Your task - Down to the last line, set the entries down again exactly.

....

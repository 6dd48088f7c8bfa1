//! Account route handlers: register/login, profile, and the mirrored cart.

use axum::{
    Json, Router,
    extract::State,
    http::StatusCode,
    routing::{get, post},
};
use serde::{Deserialize, Serialize};
use serde_json::{Value, json};
use tracing::instrument;

use kirana_core::cart::CartLine;
use kirana_core::{Email, UserId};

use crate::db::UserRepository;
use crate::error::{AppError, Result};
use crate::middleware::{RequireAdmin, RequireUser, auth_rate_limiter};
use crate::models::User;
use crate::services::auth::AuthService;
use crate::state::AppState;

/// Create the account routes router.
pub fn routes() -> Router<AppState> {
    let auth = Router::new()
        .route("/register", post(register))
        .route("/login", post(login))
        .layer(auth_rate_limiter());

    Router::new()
        .route("/", get(index))
        .route("/profile", get(profile).put(update_profile))
        .route("/cart", get(pull_cart).post(push_cart))
        .merge(auth)
}

/// Registration payload.
#[derive(Debug, Deserialize)]
pub struct RegisterRequest {
    pub name: String,
    pub email: String,
    pub password: String,
}

/// Login payload.
#[derive(Debug, Deserialize)]
pub struct LoginRequest {
    pub email: String,
    pub password: String,
}

/// Account summary plus a fresh bearer token.
#[derive(Debug, Serialize)]
pub struct AuthResponse {
    pub id: UserId,
    pub name: String,
    pub email: Email,
    pub is_admin: bool,
    pub token: String,
}

impl AuthResponse {
    fn new(user: User, token: String) -> Self {
        Self {
            id: user.id,
            name: user.name,
            email: user.email,
            is_admin: user.is_admin,
            token,
        }
    }
}

/// Register a new account.
#[instrument(skip(state, req))]
pub async fn register(
    State(state): State<AppState>,
    Json(req): Json<RegisterRequest>,
) -> Result<(StatusCode, Json<AuthResponse>)> {
    if req.name.trim().is_empty() {
        return Err(AppError::Validation("Name is required".to_string()));
    }

    let (user, token) = AuthService::new(state.pool())
        .register(req.name.trim(), &req.email, &req.password)
        .await?;

    Ok((StatusCode::CREATED, Json(AuthResponse::new(user, token))))
}

/// Login to an existing account.
#[instrument(skip(state, req))]
pub async fn login(
    State(state): State<AppState>,
    Json(req): Json<LoginRequest>,
) -> Result<Json<AuthResponse>> {
    let (user, token) = AuthService::new(state.pool())
        .login(&req.email, &req.password)
        .await?;

    Ok(Json(AuthResponse::new(user, token)))
}

/// List every account (admin). Hashes never leave the repository.
#[instrument(skip(state, _admin))]
pub async fn index(
    State(state): State<AppState>,
    RequireAdmin(_admin): RequireAdmin,
) -> Result<Json<Vec<User>>> {
    let users = UserRepository::new(state.pool()).list().await?;
    Ok(Json(users))
}

/// The caller's own profile.
#[instrument(skip(state, user), fields(user_id = %user.id))]
pub async fn profile(
    State(state): State<AppState>,
    RequireUser(user): RequireUser,
) -> Result<Json<User>> {
    let user = UserRepository::new(state.pool())
        .get_by_id(user.id)
        .await?
        .ok_or_else(|| AppError::NotFound("User".to_string()))?;

    Ok(Json(user))
}

/// Profile update payload. Omitted fields keep their stored value.
#[derive(Debug, Deserialize)]
pub struct UpdateProfileRequest {
    #[serde(default)]
    pub name: Option<String>,
    #[serde(default)]
    pub address: Option<String>,
    /// Avatar URL; the image itself is uploaded elsewhere.
    #[serde(default)]
    pub avatar_url: Option<String>,
}

/// Update the caller's profile.
#[instrument(skip(state, user, req), fields(user_id = %user.id))]
pub async fn update_profile(
    State(state): State<AppState>,
    RequireUser(user): RequireUser,
    Json(req): Json<UpdateProfileRequest>,
) -> Result<Json<User>> {
    let user = UserRepository::new(state.pool())
        .update_profile(
            user.id,
            req.name.as_deref(),
            req.address.as_deref(),
            req.avatar_url.as_deref(),
        )
        .await?;

    Ok(Json(user))
}

/// Mirrored-cart push payload.
#[derive(Debug, Deserialize)]
pub struct SyncCartRequest {
    pub cart: Vec<CartLine>,
}

/// Pull the account's mirrored cart (login-time sync; server side wins).
#[instrument(skip(state, user), fields(user_id = %user.id))]
pub async fn pull_cart(
    State(state): State<AppState>,
    RequireUser(user): RequireUser,
) -> Result<Json<Vec<CartLine>>> {
    let lines = UserRepository::new(state.pool()).get_cart(user.id).await?;
    Ok(Json(lines))
}

/// Overwrite the account's mirrored cart wholesale (logout-time push;
/// client side wins). No merging is attempted.
#[instrument(skip(state, user, req), fields(user_id = %user.id))]
pub async fn push_cart(
    State(state): State<AppState>,
    RequireUser(user): RequireUser,
    Json(req): Json<SyncCartRequest>,
) -> Result<Json<Value>> {
    UserRepository::new(state.pool())
        .set_cart(user.id, &req.cart)
        .await?;

    Ok(Json(json!({ "success": true })))
}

....

Written reply -
repository 6dd48088f7c8bfa1
//! Account route handlers: register/login, profile, and the mirrored cart.

use axum::{
    Json, Router,
    extract::State,
    http::StatusCode,
    routing::{get, post},
};
use serde::{Deserialize, Serialize};
use serde_json::{Value, json};
use tracing::instrument;

use kirana_core::cart::CartLine;
use kirana_core::{Email, UserId};

use crate::db::UserRepository;
use crate::error::{AppError, Result};
use crate::middleware::{RequireAdmin, RequireUser, auth_rate_limiter};
use crate::models::User;
use crate::services::auth::AuthService;
use crate::state::AppState;

/// Create the account routes router.
pub fn routes() -> Router<AppState> {
    let auth = Router::new()
        .route("/register", post(register))
        .route("/login", post(login))
        .layer(auth_rate_limiter());

    Router::new()
        .route("/", get(index))
        .route("/profile", get(profile).put(update_profile))
        .route("/cart", get(pull_cart).post(push_cart))
        .merge(auth)
}

/// Registration payload.
#[derive(Debug, Deserialize)]
pub struct RegisterRequest {
    pub name: String,
    pub email: String,
    pub password: String,
}

/// Login payload.
#[derive(Debug, Deserialize)]
pub struct LoginRequest {
    pub email: String,
    pub password: String,
}

/// Account summary plus a fresh bearer token.
#[derive(Debug, Serialize)]
pub struct AuthResponse {
    pub id: UserId,
    pub name: String,
    pub email: Email,
    pub is_admin: bool,
    pub token: String,
}

impl AuthResponse {
    fn new(user: User, token: String) -> Self {
        Self {
            id: user.id,
            name: user.name,
            email: user.email,
            is_admin: user.is_admin,
            token,
        }
    }
}

/// Register a new account.
#[instrument(skip(state, req))]
pub async fn register(
    State(state): State<AppState>,
    Json(req): Json<RegisterRequest>,
) -> Result<(StatusCode, Json<AuthResponse>)> {
    if req.name.trim().is_empty() {
        return Err(AppError::Validation("Name is required".to_string()));
    }

    let (user, token) = AuthService::new(state.pool())
        .register(req.name.trim(), &req.email, &req.password)
        .await?;

    Ok((StatusCode::CREATED, Json(AuthResponse::new(user, token))))
}

/// Login to an existing account.
#[instrument(skip(state, req))]
pub async fn login(
    State(state): State<AppState>,
    Json(req): Json<LoginRequest>,
) -> Result<Json<AuthResponse>> {
    let (user, token) = AuthService::new(state.pool())
        .login(&req.email, &req.password)
        .await?;

    Ok(Json(AuthResponse::new(user, token)))
}

/// List every account (admin). Hashes never leave the repository.
#[instrument(skip(state, _admin))]
pub async fn index(
    State(state): State<AppState>,
    RequireAdmin(_admin): RequireAdmin,
) -> Result<Json<Vec<User>>> {
    let users = UserRepository::new(state.pool()).list().await?;
    Ok(Json(users))
}

/// The caller's own profile.
#[instrument(skip(state, user), fields(user_id = %user.id))]
pub async fn profile(
    State(state): State<AppState>,
    RequireUser(user): RequireUser,
) -> Result<Json<User>> {
    let user = UserRepository::new(state.pool())
        .get_by_id(user.id)
        .await?
        .ok_or_else(|| AppError::NotFound("User".to_string()))?;

    Ok(Json(user))
}

/// Profile update payload. Omitted fields keep their stored value.
#[derive(Debug, Deserialize)]
pub struct UpdateProfileRequest {
    #[serde(default)]
    pub name: Option<String>,
    #[serde(default)]
    pub address: Option<String>,
    /// Avatar URL; the image itself is uploaded elsewhere.
    #[serde(default)]
    pub avatar_url: Option<String>,
}

/// Update the caller's profile.
#[instrument(skip(state, user, req), fields(user_id = %user.id))]
pub async fn update_profile(
    State(state): State<AppState>,
    RequireUser(user): RequireUser,
    Json(req): Json<UpdateProfileRequest>,
) -> Result<Json<User>> {
    let user = UserRepository::new(state.pool())
        .update_profile(
            user.id,
            req.name.as_deref(),
            req.address.as_deref(),
            req.avatar_url.as_deref(),
        )
        .await?;

    Ok(Json(user))
}

/// Mirrored-cart push payload.
#[derive(Debug, Deserialize)]
pub struct SyncCartRequest {
    pub cart: Vec<CartLine>,
}

/// Pull the account's mirrored cart (login-time sync; server side wins).
#[instrument(skip(state, user), fields(user_id = %user.id))]
pub async fn pull_cart(
    State(state): State<AppState>,
    RequireUser(user): RequireUser,
) -> Result<Json<Vec<CartLine>>> {
    let lines = UserRepository::new(state.pool()).get_cart(user.id).await?;
    Ok(Json(lines))
}

/// Overwrite the account's mirrored cart wholesale (logout-time push;
/// client side wins). No merging is attempted.
#[instrument(skip(state, user, req), fields(user_id = %user.id))]
pub async fn push_cart(
    State(state): State<AppState>,
    RequireUser(user): RequireUser,
    Json(req): Json<SyncCartRequest>,
) -> Result<Json<Value>> {
    UserRepository::new(state.pool())
        .set_cart(user.id, &req.cart)
        .await?;

    Ok(Json(json!({ "success": true })))
}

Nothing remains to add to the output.